--- Dataset content ---
....

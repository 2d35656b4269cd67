// MemSim - ARMv4 Instruction Set Simulator
// Copyright (C) 2026 Andrii Shylenko
//
// This software is released under the MIT License.
// See the LICENSE file in the project root for full license information.

pub mod alu;
pub mod registers;

pub use registers::{Reg, RegisterFile, StatusRegister};

use crate::decoder::arm::{HalfwordKind, Indexing, Offset, Operand2, ShiftAmount};
use crate::decoder::{decode, Condition, Decoded, Instruction};
use crate::memory::{Bound, Region};
use crate::snapshot::CoreSnapshot;
use crate::{SimResult, SimulationError, SimulationObserver};
use std::fmt;
use std::sync::atomic::{AtomicBool, Ordering};
use std::sync::Arc;

/// A fault that halted a core, with the address of the instruction that
/// raised it.
#[derive(Debug, Clone, PartialEq, Eq)]
pub struct CoreFault {
    pub pc: u32,
    pub error: SimulationError,
}

#[derive(Debug, Clone, PartialEq, Eq)]
pub enum HaltReason {
    /// The program counter left the loaded program.
    ProgramEnd,
    /// A stop request was observed between instructions.
    Stopped,
    Fault(CoreFault),
}

impl HaltReason {
    pub fn is_fault(&self) -> bool {
        matches!(self, HaltReason::Fault(_))
    }
}

impl fmt::Display for HaltReason {
    fn fmt(&self, f: &mut fmt::Formatter<'_>) -> fmt::Result {
        match self {
            HaltReason::ProgramEnd => f.write_str("program end"),
            HaltReason::Stopped => f.write_str("stopped"),
            HaltReason::Fault(fault) => write!(f, "fault at {:#010x}: {}", fault.pc, fault.error),
        }
    }
}

#[derive(Debug, Clone, PartialEq, Eq)]
pub enum CoreState {
    Running,
    Halted(HaltReason),
}

/// One processor core: registers, flags and the two memory windows it
/// fetches from and loads/stores through.
#[derive(Debug)]
pub struct Core {
    index: usize,
    regs: RegisterFile,
    flags: StatusRegister,
    program: Region,
    data: Region,
    program_end: u64,
    state: CoreState,
    retired: u64,
    pc_written: bool,
    observers: Vec<Arc<dyn SimulationObserver>>,
}
// MemSim - ARMv4 Instruction Set Simulator
// Copyright (C) 2026 Andrii Shylenko
//
// This software is released under the MIT License.
// See the LICENSE file in the project root for full license information.

use crate::{HaltReason, SimulationObserver};
use std::collections::HashMap;
use std::sync::atomic::{AtomicU64, Ordering};
use std::sync::Mutex;
use std::time::Instant;

#[derive(Debug)]
pub struct PerformanceMetrics {
    instruction_count: AtomicU64,
    faulted_cores: AtomicU64,
    instructions_by_core: Mutex<HashMap<usize, u64>>,
    start_time: Mutex<Instant>,
}

impl Default for PerformanceMetrics {
    fn default() -> Self {
        Self::new()
    }
}

impl PerformanceMetrics {
    pub fn new() -> Self {
        Self {
            instruction_count: AtomicU64::new(0),
            faulted_cores: AtomicU64::new(0),
            instructions_by_core: Mutex::new(HashMap::new()),
            start_time: Mutex::new(Instant::now()),
        }
    }

    pub fn reset(&self) {
        self.instruction_count.store(0, Ordering::SeqCst);
        self.faulted_cores.store(0, Ordering::SeqCst);
        if let Ok(mut m) = self.instructions_by_core.lock() {
            m.clear();
        }
        if let Ok(mut start) = self.start_time.lock() {
            *start = Instant::now();
        }
    }

    pub fn get_instructions(&self) -> u64 {
        self.instruction_count.load(Ordering::SeqCst)
    }

    pub fn get_core_instructions(&self, core: usize) -> u64 {
        self.instructions_by_core
            .lock()
            .ok()
            .and_then(|m| m.get(&core).copied())
            .unwrap_or(0)
    }

    pub fn get_faulted_cores(&self) -> u64 {
        self.faulted_cores.load(Ordering::SeqCst)
    }

    pub fn get_ips(&self) -> f64 {
        let elapsed = self
            .start_time
            .lock()
            .map(|start| start.elapsed().as_secs_f64())
            .unwrap_or(0.0);
        if elapsed > 0.0 {
            self.get_instructions() as f64 / elapsed
        } else {
            0.0
        }
    }
}

impl SimulationObserver for PerformanceMetrics {
    fn on_simulation_start(&self) {
        if let Ok(mut start) = self.start_time.lock() {
            *start = Instant::now();
        }
    }

    fn on_step_end(&self, core: usize) {
        self.instruction_count.fetch_add(1, Ordering::SeqCst);
        if let Ok(mut m) = self.instructions_by_core.lock() {
            *m.entry(core).or_insert(0) += 1;
        }
    }

    fn on_halt(&self, _core: usize, reason: &HaltReason) {
        if reason.is_fault() {
            self.faulted_cores.fetch_add(1, Ordering::SeqCst);
        }
    }
}
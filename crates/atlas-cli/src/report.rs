//! Final run report, as text or JSON.

use std::fmt::Write as _;
use std::path::PathBuf;

use atlas_math::DVec2;
use atlas_terrain::find_nearest_land;
use atlas_world::{TerrainType, World, WorldStats};
use serde::Serialize;

use crate::tour::TourReport;

/// Spacing and reach of the nearest-land search around the final position.
const LAND_SCAN_STEP: f64 = 50.0;
const LAND_SCAN_RADIUS: f64 = 5_000.0;

#[derive(Clone, Debug, Serialize)]
pub struct RunReport {
    pub world: WorldStats,
    pub tour: TourReport,
    /// Closest dry point to where the walk ended.
    pub nearest_land: Option<DVec2>,
    pub save_path: Option<PathBuf>,
}

impl RunReport {
    pub fn new(world: &World, tour: TourReport, save_path: Option<PathBuf>) -> Self {
        let nearest_land = find_nearest_land(
            world.seed(),
            tour.final_position,
            LAND_SCAN_STEP,
            LAND_SCAN_RADIUS,
        );
        Self {
            world: WorldStats::collect(world),
            tour,
            nearest_land,
            save_path,
        }
    }

    pub fn to_json(&self) -> Result<String, serde_json::Error> {
        serde_json::to_string_pretty(self)
    }

    pub fn to_text(&self) -> String {
        let w = &self.world;
        let t = &self.tour;
        let mut out = String::new();
        let _ = writeln!(out, "seed            {}", w.seed);
        let _ = writeln!(out, "chunks          {}", w.chunks);
        let _ = writeln!(
            out,
            "locations       {} ({} explored)",
            w.locations, w.explored_locations
        );
        let _ = writeln!(out, "settlements     {} cities, {} towns", w.cities, w.towns);
        let _ = writeln!(out, "regions         {}", w.regions);
        let _ = writeln!(
            out,
            "elevation       min {:.1}, max {:.1}, mean {:.1}, land {:.0}%",
            w.heights.min,
            w.heights.max,
            w.heights.mean,
            w.heights.land_fraction * 100.0
        );
        let _ = writeln!(
            out,
            "walk            {} steps, {} grew the world, ended at ({:.1}, {:.1})",
            t.steps, t.growth_steps, t.final_position.x, t.final_position.y
        );
        for terrain in TerrainType::ALL {
            let n = t.terrain.count(terrain);
            if n > 0 {
                let _ = writeln!(out, "  {:<14}{}", terrain.label(), n);
            }
        }
        match self.nearest_land {
            Some(p) => {
                let _ = writeln!(out, "nearest land    ({:.1}, {:.1})", p.x, p.y);
            }
            None => {
                let _ = writeln!(out, "nearest land    none within {LAND_SCAN_RADIUS}");
            }
        }
        if let Some(path) = &self.save_path {
            let _ = writeln!(out, "saved to        {}", path.display());
        }
        out
    }
}

#[cfg(test)]
mod tests {
    use super::*;
    use atlas_world::StreamingOptions;

    fn sample_report() -> RunReport {
        let world = World::create(42.0, StreamingOptions::default());
        RunReport::new(&world, TourReport::default(), Some(PathBuf::from("w.ron")))
    }

    #[test]
    fn test_text_report_lists_counts() {
        let report = sample_report();
        let text = report.to_text();
        assert!(text.contains("seed            42"));
        assert!(text.contains("chunks          9"));
        assert!(text.contains("saved to        w.ron"));
    }

    #[test]
    fn test_json_report_parses_back() {
        let report = sample_report();
        let json = report.to_json().expect("serialize");
        let value: serde_json::Value = serde_json::from_str(&json).expect("valid json");
        assert_eq!(value["world"]["chunks"], 9);
        assert_eq!(value["tour"]["steps"], 0);
        assert!(value.get("nearest_land").is_some());
    }
}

....

--- Exercise brief ---
Repeat word for word every line from the start of the entries to the line holding "pub mod registers;", inclusive, and nothing else.

--- Written solution ---
repository 2d35656b4269cd67
// MemSim - ARMv4 Instruction Set Simulator
// Copyright (C) 2026 Andrii Shylenko
//
// This software is released under the MIT License.
// See the LICENSE file in the project root for full license information.

pub mod alu;
pub mod registers;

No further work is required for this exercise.